▼

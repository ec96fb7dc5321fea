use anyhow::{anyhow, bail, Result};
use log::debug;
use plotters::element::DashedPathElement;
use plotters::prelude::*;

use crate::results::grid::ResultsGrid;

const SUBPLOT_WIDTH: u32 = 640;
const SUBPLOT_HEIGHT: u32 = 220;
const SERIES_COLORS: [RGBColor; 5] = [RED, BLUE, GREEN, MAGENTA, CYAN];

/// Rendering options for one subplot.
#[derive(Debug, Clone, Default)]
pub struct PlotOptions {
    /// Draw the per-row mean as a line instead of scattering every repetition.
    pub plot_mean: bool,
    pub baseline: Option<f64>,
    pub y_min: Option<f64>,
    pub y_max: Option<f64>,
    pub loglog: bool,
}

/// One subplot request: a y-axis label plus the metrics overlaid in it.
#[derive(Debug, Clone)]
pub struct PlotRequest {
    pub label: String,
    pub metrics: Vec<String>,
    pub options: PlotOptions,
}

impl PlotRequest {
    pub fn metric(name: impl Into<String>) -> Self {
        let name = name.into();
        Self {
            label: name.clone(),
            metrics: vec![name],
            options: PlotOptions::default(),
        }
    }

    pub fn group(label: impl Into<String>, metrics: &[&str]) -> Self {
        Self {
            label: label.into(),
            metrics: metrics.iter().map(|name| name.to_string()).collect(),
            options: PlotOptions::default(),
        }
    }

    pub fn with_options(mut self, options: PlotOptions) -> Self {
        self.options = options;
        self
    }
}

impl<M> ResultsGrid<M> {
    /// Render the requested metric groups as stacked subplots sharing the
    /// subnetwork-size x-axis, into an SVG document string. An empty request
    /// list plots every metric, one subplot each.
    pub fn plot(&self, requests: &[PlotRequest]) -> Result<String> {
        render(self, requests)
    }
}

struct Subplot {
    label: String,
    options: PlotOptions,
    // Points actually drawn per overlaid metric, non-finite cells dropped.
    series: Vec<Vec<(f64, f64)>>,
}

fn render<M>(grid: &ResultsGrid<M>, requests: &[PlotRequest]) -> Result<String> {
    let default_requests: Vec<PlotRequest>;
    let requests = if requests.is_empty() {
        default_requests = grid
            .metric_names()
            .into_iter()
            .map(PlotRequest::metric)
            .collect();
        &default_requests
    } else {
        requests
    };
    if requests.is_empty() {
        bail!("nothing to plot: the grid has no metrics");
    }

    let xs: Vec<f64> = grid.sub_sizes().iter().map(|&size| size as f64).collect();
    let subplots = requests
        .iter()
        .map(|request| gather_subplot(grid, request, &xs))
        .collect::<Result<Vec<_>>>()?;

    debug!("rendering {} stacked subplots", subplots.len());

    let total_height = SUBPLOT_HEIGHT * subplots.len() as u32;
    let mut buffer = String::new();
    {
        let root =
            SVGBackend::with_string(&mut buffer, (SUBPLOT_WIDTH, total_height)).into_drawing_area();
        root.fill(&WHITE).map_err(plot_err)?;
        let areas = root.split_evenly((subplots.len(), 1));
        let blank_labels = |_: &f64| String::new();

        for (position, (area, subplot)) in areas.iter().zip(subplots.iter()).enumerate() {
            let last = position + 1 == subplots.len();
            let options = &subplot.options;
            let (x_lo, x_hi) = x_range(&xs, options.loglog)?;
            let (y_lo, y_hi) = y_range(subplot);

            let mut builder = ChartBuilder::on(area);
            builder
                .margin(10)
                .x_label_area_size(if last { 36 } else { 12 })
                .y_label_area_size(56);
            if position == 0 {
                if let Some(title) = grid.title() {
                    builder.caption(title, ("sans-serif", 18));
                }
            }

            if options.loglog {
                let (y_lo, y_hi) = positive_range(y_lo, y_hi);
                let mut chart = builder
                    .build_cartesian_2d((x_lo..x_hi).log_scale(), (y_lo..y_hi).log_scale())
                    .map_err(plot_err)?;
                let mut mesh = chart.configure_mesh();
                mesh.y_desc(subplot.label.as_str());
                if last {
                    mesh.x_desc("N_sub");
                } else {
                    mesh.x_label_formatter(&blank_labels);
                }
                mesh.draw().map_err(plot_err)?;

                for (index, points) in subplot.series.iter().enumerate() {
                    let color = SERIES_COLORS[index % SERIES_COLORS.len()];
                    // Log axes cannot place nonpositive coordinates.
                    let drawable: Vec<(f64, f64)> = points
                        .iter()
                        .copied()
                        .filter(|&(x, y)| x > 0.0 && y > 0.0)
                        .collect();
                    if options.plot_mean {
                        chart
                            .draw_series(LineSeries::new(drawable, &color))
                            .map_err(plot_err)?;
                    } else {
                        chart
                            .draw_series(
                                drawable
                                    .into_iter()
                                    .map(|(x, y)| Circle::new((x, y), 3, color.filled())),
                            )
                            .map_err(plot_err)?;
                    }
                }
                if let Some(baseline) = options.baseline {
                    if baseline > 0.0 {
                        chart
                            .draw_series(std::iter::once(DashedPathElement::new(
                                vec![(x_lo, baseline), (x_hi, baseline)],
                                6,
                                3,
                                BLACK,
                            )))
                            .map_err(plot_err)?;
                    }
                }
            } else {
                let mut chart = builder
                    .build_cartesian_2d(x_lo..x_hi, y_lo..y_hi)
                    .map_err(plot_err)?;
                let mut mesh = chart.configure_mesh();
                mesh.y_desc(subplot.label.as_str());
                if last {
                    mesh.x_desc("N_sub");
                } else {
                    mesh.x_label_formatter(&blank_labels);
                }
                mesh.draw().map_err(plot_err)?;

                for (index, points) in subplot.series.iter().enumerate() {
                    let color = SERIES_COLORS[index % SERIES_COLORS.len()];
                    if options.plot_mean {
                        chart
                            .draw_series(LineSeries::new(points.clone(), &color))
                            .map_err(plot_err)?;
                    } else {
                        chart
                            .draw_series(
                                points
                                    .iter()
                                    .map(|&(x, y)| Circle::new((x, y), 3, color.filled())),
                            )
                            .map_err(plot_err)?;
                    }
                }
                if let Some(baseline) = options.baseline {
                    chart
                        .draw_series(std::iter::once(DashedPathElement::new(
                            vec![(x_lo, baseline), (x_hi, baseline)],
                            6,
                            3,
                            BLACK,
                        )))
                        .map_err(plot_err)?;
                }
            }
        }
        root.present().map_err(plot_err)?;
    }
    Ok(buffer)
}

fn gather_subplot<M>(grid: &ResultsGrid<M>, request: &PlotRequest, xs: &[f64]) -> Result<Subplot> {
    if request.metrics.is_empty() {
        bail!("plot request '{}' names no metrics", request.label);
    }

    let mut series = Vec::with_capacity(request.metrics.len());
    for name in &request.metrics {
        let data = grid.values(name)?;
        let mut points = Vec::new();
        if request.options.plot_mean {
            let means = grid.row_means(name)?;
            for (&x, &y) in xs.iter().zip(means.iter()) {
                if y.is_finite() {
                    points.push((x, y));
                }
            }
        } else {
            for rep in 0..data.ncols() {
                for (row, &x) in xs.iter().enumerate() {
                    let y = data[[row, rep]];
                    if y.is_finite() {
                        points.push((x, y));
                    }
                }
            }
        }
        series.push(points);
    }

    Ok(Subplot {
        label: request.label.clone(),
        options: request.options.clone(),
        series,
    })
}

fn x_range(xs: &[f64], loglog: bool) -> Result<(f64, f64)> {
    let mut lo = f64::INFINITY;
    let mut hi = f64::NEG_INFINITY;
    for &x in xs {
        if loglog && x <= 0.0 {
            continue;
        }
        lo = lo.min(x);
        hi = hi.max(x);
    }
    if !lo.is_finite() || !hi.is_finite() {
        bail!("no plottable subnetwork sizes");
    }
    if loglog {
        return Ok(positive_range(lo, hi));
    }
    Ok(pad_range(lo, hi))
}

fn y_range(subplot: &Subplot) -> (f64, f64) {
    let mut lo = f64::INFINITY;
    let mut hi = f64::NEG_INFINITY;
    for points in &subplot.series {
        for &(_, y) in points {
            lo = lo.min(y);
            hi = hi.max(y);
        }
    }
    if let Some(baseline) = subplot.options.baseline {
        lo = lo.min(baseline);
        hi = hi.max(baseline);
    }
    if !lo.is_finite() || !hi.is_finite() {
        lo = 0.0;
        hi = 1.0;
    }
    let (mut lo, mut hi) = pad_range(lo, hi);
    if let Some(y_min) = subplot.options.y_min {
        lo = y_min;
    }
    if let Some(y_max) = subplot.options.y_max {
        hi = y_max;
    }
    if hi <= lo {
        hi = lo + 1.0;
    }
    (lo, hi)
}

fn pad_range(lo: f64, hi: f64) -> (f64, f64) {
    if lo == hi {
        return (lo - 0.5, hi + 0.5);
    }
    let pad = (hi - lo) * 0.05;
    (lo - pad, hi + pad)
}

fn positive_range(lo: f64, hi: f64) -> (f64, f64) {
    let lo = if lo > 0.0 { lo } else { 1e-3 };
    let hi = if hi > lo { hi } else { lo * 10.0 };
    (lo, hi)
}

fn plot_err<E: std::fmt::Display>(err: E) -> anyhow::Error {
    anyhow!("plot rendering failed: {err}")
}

▲

__Assigned task__
Pull out all lines in the data above that include "metrics".

__Exercise answer__
/// One subplot request: a y-axis label plus the metrics overlaid in it.
    pub metrics: Vec<String>,
            metrics: vec![name],
    pub fn group(label: impl Into<String>, metrics: &[&str]) -> Self {
            metrics: metrics.iter().map(|name| name.to_string()).collect(),
        bail!("nothing to plot: the grid has no metrics");
    if request.metrics.is_empty() {
        bail!("plot request '{}' names no metrics", request.label);
    let mut series = Vec::with_capacity(request.metrics.len());
    for name in &request.metrics {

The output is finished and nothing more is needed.